Begin oktober organiseerde de Faculteit Diergeneeskunde van de Universiteit Utrecht de ‘dialoog dierwaardige veehouderij’, met in de zaal vooral veehouders, adviseurs, onderzoekers, praktiserende dierenartsen, NVWA-dierenartsen, caring farmers en vets, en boerenbestuurders. De aanleiding was de weg naar een dierwaardige veehouderij. Dat betekent onder meer respect voor de eigenwaarde van het dier, een comfortabele omgeving en de mogelijkheid voor het dier om natuurlijk gedrag te vertonen. Voor een open dialoog werd de horizon naar 2040 verlegd. Aan praktische argumenten kon zo even voorbij worden gegaan. Voor de sector melkvee werden vier stelling voorgelegd:
- In 2040 is onthoornen van kalveren een uitzondering
- In 2040 blijven kalveren bij de koe
- In 2040 loopt minder dan vijf procent van de koeien kreupel
- In 2040 kan een koe zelf kiezen of ze binnen of buiten is
In een open dialoog moet je niet twijfelen, ik ben dan ook niet in het twijfelvak gaan staan. Ik stond vier keer in het vak ‘eens’. De vraag was telkens óf het zo zou zijn, niet of je denkt dat het zo moet zijn.

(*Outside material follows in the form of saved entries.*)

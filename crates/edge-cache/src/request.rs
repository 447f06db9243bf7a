//! Building key contexts from HTTP requests.

use http::header::{COOKIE, USER_AGENT};
use http::Request;

use crate::key::{CacheKeyContext, DeviceType};

impl CacheKeyContext {
    /// Extract key inputs from an HTTP request.
    ///
    /// The query string is form-decoded, the `Cookie` header is split into
    /// name/value pairs, and the device type is detected from `User-Agent`.
    /// Header values that are not valid visible ASCII are skipped.
    pub fn from_request<B>(req: &Request<B>) -> Self {
        let mut ctx = Self::new(req.method().as_str(), req.uri().path());

        if let Some(query) = req.uri().query() {
            ctx.query_params = url::form_urlencoded::parse(query.as_bytes())
                .into_owned()
                .collect();
        }

        for (name, value) in req.headers() {
            let Ok(value) = value.to_str() else {
                continue;
            };
            if *name == COOKIE {
                ctx.cookies.extend(parse_cookies(value));
            }
            ctx.headers
                .entry(name.as_str().to_string())
                .and_modify(|existing| {
                    existing.push_str(", ");
                    existing.push_str(value);
                })
                .or_insert_with(|| value.to_string());
        }

        ctx.device_type = ctx.header(USER_AGENT.as_str()).map(DeviceType::from_user_agent);

        ctx
    }
}

/// Parse a `Cookie` header value into name/value pairs.
pub fn parse_cookies(header: &str) -> impl Iterator<Item = (String, String)> + '_ {
    header.split(';').filter_map(|pair| {
        let (name, value) = pair.split_once('=')?;
        let name = name.trim();
        if name.is_empty() {
            return None;
        }
        Some((name.to_string(), value.trim().trim_matches('"').to_string()))
    })
}

#[cfg(test)]
mod tests {
    use super::*;

    #[test]
    fn test_from_request() {
        let req = Request::builder()
            .method("GET")
            .uri("https://shop.example/search?q=red%20shoes&page=2")
            .header("Accept-Language", "fr")
            .header("Cookie", "session=abc; ab=\"B\"")
            .header("User-Agent", "Mozilla/5.0 (iPhone) Mobile")
            .body(())
            .unwrap();

        let ctx = CacheKeyContext::from_request(&req);
        assert_eq!(ctx.method, "GET");
        assert_eq!(ctx.path, "/search");
        assert_eq!(ctx.query_params.get("q").map(String::as_str), Some("red shoes"));
        assert_eq!(ctx.header("accept-language"), Some("fr"));
        assert_eq!(ctx.cookies.get("ab").map(String::as_str), Some("B"));
        assert_eq!(ctx.cookies.get("session").map(String::as_str), Some("abc"));
        assert_eq!(ctx.device_type, Some(DeviceType::Mobile));
    }

    #[test]
    fn test_debug_switch_and_blank_agent() {
        let req = Request::builder()
            .uri("/")
            .header("X-Debug-Cache", "1")
            .header("User-Agent", "")
            .body(())
            .unwrap();

        let ctx = CacheKeyContext::from_request(&req);
        assert!(ctx.wants_debug_headers());
        assert_eq!(ctx.device_type, Some(DeviceType::Unknown));
    }

    #[test]
    fn test_repeated_headers_are_joined() {
        let req = Request::builder()
            .uri("/")
            .header("Accept", "text/html")
            .header("Accept", "*/*")
            .body(())
            .unwrap();

        let ctx = CacheKeyContext::from_request(&req);
        assert_eq!(ctx.header("Accept"), Some("text/html, */*"));
        assert_eq!(ctx.device_type, None);
    }

    #[test]
    fn test_parse_cookies_skips_malformed_pairs() {
        let cookies: Vec<_> = parse_cookies("a=1; broken; =2; b = 3 ").collect();
        assert_eq!(
            cookies,
            vec![
                ("a".to_string(), "1".to_string()),
                ("b".to_string(), "3".to_string())
            ]
        );
    }
}
//! Cache key template language for the edge caching platform.
//!
//! Operators write cache key rules as templates; each rule is compiled once at
//! registration and evaluated for every request against a positional context.
//!
//! This crate provides:
//! - `compile` / `Compiler` - Template compilation with fail-fast errors
//! - `CompiledTemplate` - Immutable stage tree, evaluated per request
//! - `KeyContext` - Ordered per-request input values
//! - `FunctionRegistry` - Builtin and custom functions with arity contracts
//! - `Sentinel` - Marker text for calls that cannot be evaluated
//!
//! # Template syntax
//!
//! Text outside braces is copied verbatim. `{0}` reads context value 0;
//! `{name arg...}` calls a function, where arguments are bare words, quoted
//! strings, or nested expressions.
//!
//! # Example
//!
//! ```
//! use edge_expr::{compile, KeyContext};
//!
//! let template = compile("{0}:{path_dir {1}}/{lower {path_base {1}}}").unwrap();
//! let ctx: KeyContext = ["GET", "/static/Logo.PNG"].into_iter().collect();
//! assert_eq!(template.evaluate(&ctx), "GET:/static/logo.png");
//!
//! // Wrong argument counts render a marker instead of failing.
//! let template = compile("{substr {0}}").unwrap();
//! assert_eq!(template.evaluate(&ctx), "<ARGN>");
//! ```

mod ast;
mod compiler;
mod context;
mod error;
mod functions;
mod parser;
mod registry;
mod sentinel;
mod stage;

pub use ast::{to_template, Expr};
pub use compiler::{compile, Compiler, Diagnostic};
pub use context::KeyContext;
pub use error::CompileError;
pub use functions::{clean_path, path_base, path_dir, path_ext};
pub use parser::{parse, parse_with_limits, ParseLimits};
pub use registry::{Args, Arity, FunctionDef, FunctionImpl, FunctionRegistry, RegistryBuilder};
pub use sentinel::Sentinel;
pub use stage::{CompiledTemplate, Stage};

Van de vier stellingen is de kalf-bij-de-koediscussie maatschappelijk gezien de zwaarst wegende, maar niet de meest uitdagende. Dat is de kreupelheidsdoelstelling van vijf procent. Dat iederéén kreupelheid graag onder vijf procent ziet, is vanzelfsprekend. Als melkveehouder kunt u zich vast voorstellen wat het aan tijd, geld en dierwelzijn oplevert als nog maar hoogstens vijf procent kreupel is.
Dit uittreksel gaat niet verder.